» **Records**

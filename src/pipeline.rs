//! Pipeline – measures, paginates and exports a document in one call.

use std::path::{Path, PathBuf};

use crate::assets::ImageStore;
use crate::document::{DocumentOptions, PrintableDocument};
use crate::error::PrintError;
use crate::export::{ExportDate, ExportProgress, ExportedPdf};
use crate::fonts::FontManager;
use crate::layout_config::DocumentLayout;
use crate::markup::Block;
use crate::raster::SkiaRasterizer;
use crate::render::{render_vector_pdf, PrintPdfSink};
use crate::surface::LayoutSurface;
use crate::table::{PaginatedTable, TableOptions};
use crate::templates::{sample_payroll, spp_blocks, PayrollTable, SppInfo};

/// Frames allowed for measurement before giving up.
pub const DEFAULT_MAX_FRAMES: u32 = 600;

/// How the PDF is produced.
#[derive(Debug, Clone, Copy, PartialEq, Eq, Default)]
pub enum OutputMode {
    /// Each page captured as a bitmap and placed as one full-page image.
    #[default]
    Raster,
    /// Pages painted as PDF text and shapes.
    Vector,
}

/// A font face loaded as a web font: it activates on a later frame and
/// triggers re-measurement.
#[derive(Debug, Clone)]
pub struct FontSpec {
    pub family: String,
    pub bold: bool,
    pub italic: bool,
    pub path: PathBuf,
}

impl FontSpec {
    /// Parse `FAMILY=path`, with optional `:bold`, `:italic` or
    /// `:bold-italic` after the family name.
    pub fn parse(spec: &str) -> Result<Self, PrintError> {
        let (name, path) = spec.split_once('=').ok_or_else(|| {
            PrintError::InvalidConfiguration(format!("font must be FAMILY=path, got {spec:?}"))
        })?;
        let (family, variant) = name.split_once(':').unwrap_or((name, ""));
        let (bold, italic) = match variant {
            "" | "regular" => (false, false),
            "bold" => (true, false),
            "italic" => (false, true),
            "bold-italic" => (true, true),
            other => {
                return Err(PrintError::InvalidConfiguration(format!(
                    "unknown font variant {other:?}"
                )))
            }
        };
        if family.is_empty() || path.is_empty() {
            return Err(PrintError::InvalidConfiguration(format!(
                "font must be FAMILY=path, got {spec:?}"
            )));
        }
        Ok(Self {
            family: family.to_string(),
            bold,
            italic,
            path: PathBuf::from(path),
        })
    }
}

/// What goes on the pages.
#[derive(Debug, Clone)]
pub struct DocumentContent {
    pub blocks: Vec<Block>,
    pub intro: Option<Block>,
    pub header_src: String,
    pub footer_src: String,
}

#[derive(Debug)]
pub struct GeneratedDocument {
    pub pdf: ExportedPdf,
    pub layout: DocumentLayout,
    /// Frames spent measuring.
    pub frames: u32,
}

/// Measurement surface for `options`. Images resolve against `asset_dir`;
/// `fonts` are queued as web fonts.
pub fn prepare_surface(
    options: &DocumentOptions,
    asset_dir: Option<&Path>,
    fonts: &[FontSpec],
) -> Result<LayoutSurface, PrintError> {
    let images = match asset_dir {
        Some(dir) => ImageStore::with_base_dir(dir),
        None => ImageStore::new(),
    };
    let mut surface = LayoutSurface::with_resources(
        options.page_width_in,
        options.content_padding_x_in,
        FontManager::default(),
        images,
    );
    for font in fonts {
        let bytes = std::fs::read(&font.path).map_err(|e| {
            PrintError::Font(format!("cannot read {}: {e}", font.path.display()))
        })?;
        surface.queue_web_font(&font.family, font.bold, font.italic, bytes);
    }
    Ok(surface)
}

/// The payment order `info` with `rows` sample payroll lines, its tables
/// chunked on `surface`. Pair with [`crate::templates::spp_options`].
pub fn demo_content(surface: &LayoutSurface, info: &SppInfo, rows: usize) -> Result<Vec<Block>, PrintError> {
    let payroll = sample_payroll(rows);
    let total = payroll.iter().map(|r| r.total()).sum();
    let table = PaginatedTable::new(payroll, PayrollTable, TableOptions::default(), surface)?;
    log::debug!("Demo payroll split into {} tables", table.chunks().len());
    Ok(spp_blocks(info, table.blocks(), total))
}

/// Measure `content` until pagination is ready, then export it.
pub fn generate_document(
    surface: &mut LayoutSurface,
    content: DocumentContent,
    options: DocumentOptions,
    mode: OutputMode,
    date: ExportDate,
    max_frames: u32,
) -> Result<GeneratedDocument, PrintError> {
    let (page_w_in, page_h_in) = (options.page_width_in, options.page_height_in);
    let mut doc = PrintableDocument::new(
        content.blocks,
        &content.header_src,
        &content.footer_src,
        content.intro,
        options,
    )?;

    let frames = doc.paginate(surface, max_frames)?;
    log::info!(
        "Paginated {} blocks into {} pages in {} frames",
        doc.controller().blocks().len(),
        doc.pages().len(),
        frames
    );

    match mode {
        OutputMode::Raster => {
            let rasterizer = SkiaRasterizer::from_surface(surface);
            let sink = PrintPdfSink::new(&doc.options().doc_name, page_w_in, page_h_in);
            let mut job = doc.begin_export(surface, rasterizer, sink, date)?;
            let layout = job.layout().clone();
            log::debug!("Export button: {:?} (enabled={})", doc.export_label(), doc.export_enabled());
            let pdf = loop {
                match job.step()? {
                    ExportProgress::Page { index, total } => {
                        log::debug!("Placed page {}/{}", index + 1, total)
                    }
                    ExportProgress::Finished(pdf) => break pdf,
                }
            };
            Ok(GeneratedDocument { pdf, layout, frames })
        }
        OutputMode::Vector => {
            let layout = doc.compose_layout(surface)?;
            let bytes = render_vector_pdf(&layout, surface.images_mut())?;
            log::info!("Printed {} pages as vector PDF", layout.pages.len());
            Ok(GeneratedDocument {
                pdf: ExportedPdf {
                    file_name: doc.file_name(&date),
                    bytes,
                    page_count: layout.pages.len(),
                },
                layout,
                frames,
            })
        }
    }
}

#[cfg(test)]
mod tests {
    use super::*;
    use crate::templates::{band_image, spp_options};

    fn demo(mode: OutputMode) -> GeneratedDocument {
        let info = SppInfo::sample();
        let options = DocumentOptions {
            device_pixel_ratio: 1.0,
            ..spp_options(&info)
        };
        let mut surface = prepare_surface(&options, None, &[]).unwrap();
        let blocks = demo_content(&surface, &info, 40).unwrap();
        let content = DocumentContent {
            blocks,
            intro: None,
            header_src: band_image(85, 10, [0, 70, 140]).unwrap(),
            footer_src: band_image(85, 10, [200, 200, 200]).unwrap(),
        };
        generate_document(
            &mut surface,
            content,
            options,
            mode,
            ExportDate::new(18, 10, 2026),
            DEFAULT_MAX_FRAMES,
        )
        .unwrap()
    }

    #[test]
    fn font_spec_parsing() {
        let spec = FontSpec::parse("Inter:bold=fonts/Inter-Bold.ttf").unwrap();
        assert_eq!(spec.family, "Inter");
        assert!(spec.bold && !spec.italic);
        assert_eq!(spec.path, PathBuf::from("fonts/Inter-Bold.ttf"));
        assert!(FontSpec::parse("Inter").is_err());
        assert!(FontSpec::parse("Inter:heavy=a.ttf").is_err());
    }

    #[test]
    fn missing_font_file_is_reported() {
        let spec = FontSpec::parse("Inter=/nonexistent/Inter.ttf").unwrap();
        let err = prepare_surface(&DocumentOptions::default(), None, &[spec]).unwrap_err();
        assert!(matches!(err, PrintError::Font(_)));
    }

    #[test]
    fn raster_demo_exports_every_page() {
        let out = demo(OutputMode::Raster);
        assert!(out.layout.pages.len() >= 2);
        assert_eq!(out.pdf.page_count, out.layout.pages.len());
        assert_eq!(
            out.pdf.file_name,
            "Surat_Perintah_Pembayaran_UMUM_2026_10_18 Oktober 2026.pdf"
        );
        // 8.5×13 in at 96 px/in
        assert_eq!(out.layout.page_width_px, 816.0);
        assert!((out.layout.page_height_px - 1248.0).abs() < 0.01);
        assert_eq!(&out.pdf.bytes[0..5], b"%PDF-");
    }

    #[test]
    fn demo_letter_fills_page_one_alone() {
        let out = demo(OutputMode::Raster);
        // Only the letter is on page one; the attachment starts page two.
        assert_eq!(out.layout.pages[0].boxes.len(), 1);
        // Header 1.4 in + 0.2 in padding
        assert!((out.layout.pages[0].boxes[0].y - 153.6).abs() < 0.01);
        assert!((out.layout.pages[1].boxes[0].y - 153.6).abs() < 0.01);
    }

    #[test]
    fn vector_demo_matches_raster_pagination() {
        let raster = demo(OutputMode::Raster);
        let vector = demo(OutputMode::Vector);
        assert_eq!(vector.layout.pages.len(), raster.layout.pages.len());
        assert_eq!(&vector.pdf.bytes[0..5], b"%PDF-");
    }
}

» **Work item**
Return only the lines above that run from the opening line through the line containing "use crate::surface::LayoutSurface;", exactly as written.

» **Solution below**
filename src/pipeline.rs
//! Pipeline – measures, paginates and exports a document in one call.

use std::path::{Path, PathBuf};

use crate::assets::ImageStore;
use crate::document::{DocumentOptions, PrintableDocument};
use crate::error::PrintError;
use crate::export::{ExportDate, ExportProgress, ExportedPdf};
use crate::fonts::FontManager;
use crate::layout_config::DocumentLayout;
use crate::markup::Block;
use crate::raster::SkiaRasterizer;
use crate::render::{render_vector_pdf, PrintPdfSink};
use crate::surface::LayoutSurface;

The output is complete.